Please or to access all these features

SN children

Here are some suggested organisations that offer expert advice on special needs.

aspergers and eating

9 replies

easydoesit · 01/05/2008 08:46

Does anyone know how to encourage children with aspergers to try different foods??

OP posts:
KarenThirl · 01/05/2008 09:14

I've done a lot of work with my ds (AS, age 9) over the past few years and he has a good nutritional diet now. It's still a bit rubbish with social foods though, mainly because he doesn't do food combinations like pizza, burgers etc. I've only just got him to accept sandwiches and breakfast cereal in the last four months!

It's useful to work on obsessive interests as motivation, use lots of praise and rewards, my ds responds well to charts and visuals of what he's working on. We do one or two foods at a time, gradually introducing them by discussing each one first, then I involve him in coming shopping to buy them. We draw up progress monitoring charts together, he gets to edit them if necessary.

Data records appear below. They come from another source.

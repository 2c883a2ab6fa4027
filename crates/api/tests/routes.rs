//! HTTP route tests, driving the router in-process

use alerting::{AlertDispatcher, Contact, MemoryActivityLog, MemoryNotifier, StaticDirectory};
use api::{create_router, AppState};
use axum::{
    body::{to_bytes, Body},
    http::{Request, StatusCode},
    Router,
};
use monitor::{FeedRegistry, MonitorConfig, SessionManager};
use serde_json::{json, Value};
use std::collections::HashMap;
use std::sync::Arc;
use tower::ServiceExt;

struct TestApp {
    router: Router,
    state: Arc<AppState>,
    notifier: Arc<MemoryNotifier>,
}

fn app() -> TestApp {
    let mut config = MonitorConfig::default();
    config.session.tick_interval_ms = 3_600_000;
    config.session.reading_max_age_ms = 3_600_000;
    config.fusion.smoothing = 1.0;

    let mut contacts = HashMap::new();
    contacts.insert(
        "bob".to_string(),
        vec![
            Contact::new("Ann", "+15550001", "ann@example.com"),
            Contact::new("Ben", "+15550002", ""),
        ],
    );

    let notifier = Arc::new(MemoryNotifier::new());
    let dispatcher = Arc::new(AlertDispatcher::new(
        config.alerting.clone(),
        notifier.clone(),
        Arc::new(StaticDirectory::new(contacts)),
        Arc::new(MemoryActivityLog::new()),
    ));
    let feeds = Arc::new(FeedRegistry::new(config.session.reading_max_age()));
    let manager = Arc::new(SessionManager::new(config, feeds.clone(), dispatcher).unwrap());

    let state = Arc::new(AppState::new(manager, feeds));
    TestApp {
        router: create_router(state.clone()),
        state,
        notifier,
    }
}

async fn send(router: &Router, method: &str, uri: &str, body: Option<Value>) -> (StatusCode, Value) {
    let builder = Request::builder().method(method).uri(uri);
    let request = match body {
        Some(body) => builder
            .header("content-type", "application/json")
            .body(Body::from(body.to_string()))
            .unwrap(),
        None => builder.body(Body::empty()).unwrap(),
    };

    let response = router.clone().oneshot(request).await.unwrap();
    let status = response.status();
    let bytes = to_bytes(response.into_body(), usize::MAX).await.unwrap();
    let value = if bytes.is_empty() {
        Value::Null
    } else {
        serde_json::from_slice(&bytes).unwrap_or(Value::Null)
    };
    (status, value)
}

#[tokio::test]
async fn test_health() {
    let app = app();
    let (status, body) = send(&app.router, "GET", "/api/v1/health", None).await;

    assert_eq!(status, StatusCode::OK);
    assert_eq!(body["status"], "healthy");
    assert_eq!(body["active_sessions"], 0);
    assert_eq!(body["recent_notifications_delivered"], 0);
}

#[tokio::test]
async fn test_start_then_conflict() {
    let app = app();

    let (status, body) = send(&app.router, "POST", "/api/v1/monitoring/alice/start", None).await;
    assert_eq!(status, StatusCode::CREATED);
    assert_eq!(body["user"], "alice");
    assert!(body["session_id"].is_string());

    let (status, body) = send(&app.router, "POST", "/api/v1/monitoring/alice/start", None).await;
    assert_eq!(status, StatusCode::CONFLICT);
    assert_eq!(body["error"], "Conflict");
}

#[tokio::test]
async fn test_status_unknown_user_is_not_found() {
    let app = app();
    let (status, body) = send(&app.router, "GET", "/api/v1/monitoring/ghost/status", None).await;

    assert_eq!(status, StatusCode::NOT_FOUND);
    assert!(body["message"].as_str().unwrap().contains("ghost"));
}

#[tokio::test]
async fn test_readings_feed_the_next_tick() {
    let app = app();
    send(&app.router, "POST", "/api/v1/monitoring/alice/start", None).await;

    let (status, body) = send(
        &app.router,
        "POST",
        "/api/v1/monitoring/alice/readings",
        Some(json!({ "motion": 0.5, "speech": 0.5 })),
    )
    .await;
    assert_eq!(status, StatusCode::OK);
    assert_eq!(body["accepted"], 2);

    app.state.manager.tick("alice").await.unwrap();

    let (status, body) = send(&app.router, "GET", "/api/v1/monitoring/alice/status", None).await;
    assert_eq!(status, StatusCode::OK);
    assert_eq!(body["state"], "MEDIUM");
    assert_eq!(body["active"], true);
    assert_eq!(body["history"].as_array().unwrap().len(), 1);

    let (_, body) = send(
        &app.router,
        "GET",
        "/api/v1/monitoring/alice/history?limit=5",
        None,
    )
    .await;
    assert_eq!(body["count"], 1);
    assert_eq!(body["data"][0]["trigger"], "periodic");
}

#[tokio::test]
async fn test_invalid_readings_rejected() {
    let app = app();

    let (status, _) = send(
        &app.router,
        "POST",
        "/api/v1/monitoring/alice/readings",
        Some(json!({ "motion": 1.5 })),
    )
    .await;
    assert_eq!(status, StatusCode::BAD_REQUEST);

    let (status, _) = send(
        &app.router,
        "POST",
        "/api/v1/monitoring/alice/readings",
        Some(json!({})),
    )
    .await;
    assert_eq!(status, StatusCode::BAD_REQUEST);
}

#[tokio::test]
async fn test_readings_for_unmonitored_user_rejected() {
    let app = app();

    let (status, _) = send(
        &app.router,
        "POST",
        "/api/v1/monitoring/mallory/readings",
        Some(json!({ "motion": 0.4 })),
    )
    .await;
    assert_eq!(status, StatusCode::NOT_FOUND);

    send(&app.router, "POST", "/api/v1/monitoring/mallory/start", None).await;
    send(&app.router, "POST", "/api/v1/monitoring/mallory/stop", None).await;
    let (status, _) = send(
        &app.router,
        "POST",
        "/api/v1/monitoring/mallory/readings",
        Some(json!({ "speech": 0.4 })),
    )
    .await;
    assert_eq!(status, StatusCode::NOT_FOUND);
}

#[tokio::test]
async fn test_health_counts_delivered_notifications() {
    let app = app();
    send(&app.router, "POST", "/api/v1/monitoring/bob/sos", None).await;

    let (_, body) = send(&app.router, "GET", "/api/v1/health", None).await;
    assert_eq!(body["recent_notifications_delivered"], 2);
}

#[tokio::test]
async fn test_sos_reports_contacts_and_history() {
    let app = app();
    send(&app.router, "POST", "/api/v1/monitoring/bob/start", None).await;

    let (status, body) = send(&app.router, "POST", "/api/v1/monitoring/bob/sos", None).await;
    assert_eq!(status, StatusCode::OK);
    assert_eq!(body["contacts_notified"], 2);
    assert_eq!(body["state"], "CRITICAL");

    let (_, body) = send(&app.router, "GET", "/api/v1/notifications?user=bob", None).await;
    assert_eq!(body["count"], 2);
    assert_eq!(body["failed_count"], 0);
    assert_eq!(body["data"][0]["kind"], "sos");

    let (status, body) = send(&app.router, "POST", "/api/v1/monitoring/bob/resolve", None).await;
    assert_eq!(status, StatusCode::OK);
    assert_eq!(body["state"], "SAFE");
    assert_eq!(body["sos_latched"], false);
}

#[tokio::test]
async fn test_sos_dispatch_failure_is_bad_gateway() {
    let app = app();
    app.notifier.set_failure(Some("sms gateway down"));

    let (status, _) = send(&app.router, "POST", "/api/v1/monitoring/bob/sos", None).await;
    assert_eq!(status, StatusCode::BAD_GATEWAY);

    let (_, body) = send(&app.router, "GET", "/api/v1/monitoring/bob/status", None).await;
    assert_eq!(body["state"], "CRITICAL");
}

#[tokio::test]
async fn test_location_validation() {
    let app = app();

    let (status, _) = send(
        &app.router,
        "POST",
        "/api/v1/monitoring/bob/location",
        Some(json!({ "lat": 120.0, "lng": 0.0 })),
    )
    .await;
    assert_eq!(status, StatusCode::BAD_REQUEST);

    let (status, _) = send(
        &app.router,
        "POST",
        "/api/v1/monitoring/bob/location",
        Some(json!({ "lat": 40.7, "lng": -74.0 })),
    )
    .await;
    assert_eq!(status, StatusCode::NO_CONTENT);

    let (_, body) = send(&app.router, "GET", "/api/v1/monitoring/bob/status", None).await;
    assert_eq!(body["location"]["lat"], 40.7);
}

#[tokio::test]
async fn test_auto_alert_toggle_requires_session() {
    let app = app();

    let (status, _) = send(
        &app.router,
        "POST",
        "/api/v1/monitoring/alice/auto-alert",
        Some(json!({ "enabled": false })),
    )
    .await;
    assert_eq!(status, StatusCode::NOT_FOUND);

    send(&app.router, "POST", "/api/v1/monitoring/alice/start", None).await;
    let (status, body) = send(
        &app.router,
        "POST",
        "/api/v1/monitoring/alice/auto-alert",
        Some(json!({ "enabled": false })),
    )
    .await;
    assert_eq!(status, StatusCode::OK);
    assert_eq!(body["auto_alert"], false);
}

#[tokio::test]
async fn test_stop_logout_and_overview() {
    let app = app();
    send(&app.router, "POST", "/api/v1/monitoring/alice/start", None).await;
    send(&app.router, "POST", "/api/v1/monitoring/bob/start", None).await;

    let (_, body) = send(&app.router, "POST", "/api/v1/monitoring/alice/stop", None).await;
    assert_eq!(body["stopped"], true);
    let (_, body) = send(&app.router, "POST", "/api/v1/monitoring/alice/stop", None).await;
    assert_eq!(body["stopped"], false);

    let (_, body) = send(&app.router, "GET", "/api/v1/monitoring", None).await;
    assert_eq!(body["count"], 2);
    assert_eq!(body["active_count"], 1);

    let (_, body) = send(&app.router, "POST", "/api/v1/monitoring/bob/logout", None).await;
    assert_eq!(body["stopped"], true);

    let (status, _) = send(&app.router, "GET", "/api/v1/monitoring/bob/status", None).await;
    assert_eq!(status, StatusCode::NOT_FOUND);
}

#[tokio::test]
async fn test_metrics_without_recorder() {
    let app = app();
    let (status, _) = send(&app.router, "GET", "/metrics", None).await;
    assert_eq!(status, StatusCode::NOT_FOUND);
}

As for trying the foods themselves, we start with just tolerating them on the plate, building up slowly to touching them, licking, holding in the mouth and eventually swallowing. It helps to give a lot of notice about when you'll try the food again, again with a visual timetable if possible.

I can help out with some advice and charts etc but probably not for a couple of weeks. I have a lot of problems to sort out for my elderly mother atm so I'm not very available.

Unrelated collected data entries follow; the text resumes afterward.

//! Monitoring Session Routes

use alerting::Location;
use axum::{
    extract::{Path, Query, State},
    http::StatusCode,
    Json,
};
use monitor::{SessionHandle, SosOutcome, StatusSnapshot};
use serde::{Deserialize, Serialize};
use std::sync::Arc;
use threat_state::Event;

use crate::{ApiError, AppState};

/// Response for stop and logout
#[derive(Debug, Serialize, Deserialize)]
pub struct StopResponse {
    pub user: String,
    pub stopped: bool,
}

/// Response for the admin overview
#[derive(Debug, Serialize, Deserialize)]
pub struct OverviewResponse {
    pub data: Vec<StatusSnapshot>,
    pub count: usize,
    pub active_count: usize,
}

/// Query parameters for history endpoint
#[derive(Debug, Deserialize)]
pub struct HistoryQuery {
    /// Maximum number of events
    #[serde(default = "default_limit")]
    pub limit: usize,
}

fn default_limit() -> usize {
    20
}

#[derive(Debug, Serialize, Deserialize)]
pub struct HistoryResponse {
    pub data: Vec<Event>,
    pub count: usize,
}

#[derive(Debug, Deserialize)]
pub struct AutoAlertRequest {
    pub enabled: bool,
}

#[derive(Debug, Serialize, Deserialize)]
pub struct AutoAlertResponse {
    pub user: String,
    pub auto_alert: bool,
}

/// Start monitoring
pub async fn start(
    State(state): State<Arc<AppState>>,
    Path(user): Path<String>,
) -> Result<(StatusCode, Json<SessionHandle>), ApiError> {
    let handle = state.manager.start(&user).await?;
    Ok((StatusCode::CREATED, Json(handle)))
}

/// Stop monitoring (idempotent)
pub async fn stop(
    State(state): State<Arc<AppState>>,
    Path(user): Path<String>,
) -> Json<StopResponse> {
    let stopped = state.manager.stop(&user);
    Json(StopResponse { user, stopped })
}

/// Stop and forget the session and its sensor feed
pub async fn logout(
    State(state): State<Arc<AppState>>,
    Path(user): Path<String>,
) -> Json<StopResponse> {
    let stopped = state.manager.is_active(&user);
    state.manager.logout(&user);
    state.feeds.remove(&user);
    Json(StopResponse { user, stopped })
}

/// Current threat status
pub async fn status(
    State(state): State<Arc<AppState>>,
    Path(user): Path<String>,
) -> Result<Json<StatusSnapshot>, ApiError> {
    Ok(Json(state.manager.status(&user).await?))
}

/// Recent events, oldest first
pub async fn history(
    State(state): State<Arc<AppState>>,
    Path(user): Path<String>,
    Query(params): Query<HistoryQuery>,
) -> Result<Json<HistoryResponse>, ApiError> {
    let limit = params.limit.min(state.manager.config().session.history_capacity);
    let data = state.manager.history(&user, limit).await?;

    Ok(Json(HistoryResponse {
        count: data.len(),
        data,
    }))
}

/// Every known session
pub async fn overview(State(state): State<Arc<AppState>>) -> Json<OverviewResponse> {
    let data = state.manager.overview().await;
    let active = data.iter().filter(|s| s.active).count();

    Json(OverviewResponse {
        count: data.len(),
        active_count: active,
        data,
    })
}

/// Trigger SOS. Answers only after contacts were notified (or failed).
pub async fn sos(
    State(state): State<Arc<AppState>>,
    Path(user): Path<String>,
) -> Result<Json<SosOutcome>, ApiError> {
    Ok(Json(state.manager.sos(&user).await?))
}

/// Release the SOS hold
pub async fn resolve(
    State(state): State<Arc<AppState>>,
    Path(user): Path<String>,
) -> Result<Json<StatusSnapshot>, ApiError> {
    Ok(Json(state.manager.resolve(&user).await?))
}

pub async fn set_auto_alert(
    State(state): State<Arc<AppState>>,
    Path(user): Path<String>,
    Json(body): Json<AutoAlertRequest>,
) -> Result<Json<AutoAlertResponse>, ApiError> {
    state.manager.set_auto_alert(&user, body.enabled)?;
    Ok(Json(AutoAlertResponse {
        user,
        auto_alert: body.enabled,
    }))
}

/// Store the last known position, sent with later alerts
pub async fn update_location(
    State(state): State<Arc<AppState>>,
    Path(user): Path<String>,
    Json(location): Json<Location>,
) -> Result<StatusCode, ApiError> {
    let valid = (-90.0..=90.0).contains(&location.lat) && (-180.0..=180.0).contains(&location.lng);
    if !valid {
        return Err(ApiError::BadRequest(format!(
            "location out of range: {}, {}",
            location.lat, location.lng
        )));
    }

    state.manager.update_location(&user, location)?;
    Ok(StatusCode::NO_CONTENT)
}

Email me at [email protected] and I'll keep you in my inbox, then send you some stuff when things quieten down.

easydoesit · 01/05/2008 09:32

wow that would be very helpful thank you

OP posts:
sarah293 · 01/05/2008 09:49

This reply has been deleted

Message withdrawn

Tiggiwinkle · 01/05/2008 09:56

My DS is 9 and still very resistant to trying anything outside his very restricted diet. I find it best to try when he is not anxious about anything else (diet becomes even more restricted then).
I use a visual reward system (star chart) with the promise of a treat (has to be something he really wants!) after he has earned a certain number of stars works best.

maryz · 01/05/2008 12:03

This reply has been deleted

Message withdrawn at poster's request.

jenk1 · 01/05/2008 14:46

hiya i have as and so does my ds and dd is somewhere on the spectrum.

so..................

my mum and dad tried to get me to eat many a different kind of food when i was a kid, (noone knew i was asd) i would refuse and forgo sweets and puddings, nothing worked, it wasnt until i was in my late 20,s that i could stomach garlic,mushrooms,anything with a slighty stronger smell.
the only thing i think that made me eat this sort of food is that it was around me, my family ate it, my dh, and i gradually got used to the look of it, i used to pick up mushrooms in my hands and play with them,cutting them (obviously no good for kids!!!) and making garlic bread myself helped me overcome it, i was convinced that if i touched a mushroom i would die of poisoning cos id seen a programme when i was a child about someone confusing toadstools and mushrooms and dying as a result, that stayed in my mind for many years.
im waffling now...........
with dd we got her to play with different foods and she will tolerate more than just mash and beans,and the same with ds.
i think its linked to anxiety, i know it was with me.
sorry for waffling on too much

PussinWellies · 01/05/2008 20:54

We've had a surprising amount of success with things that he's cooked himself. A friend gave him a children's cookbook at Christmas, and our everything-must-be-beige, no-mixed-foods child decided the stirfried peppers and chicken in lime and ginger sauce looked really rather tasty.

Not sure I've got over the shock yet!

KarenThirl · 02/05/2008 18:59

Easydoesit, email me if you want charts and info.

PipinJo · 02/05/2008 21:25

This reply has been deleted

Message withdrawn at poster's request.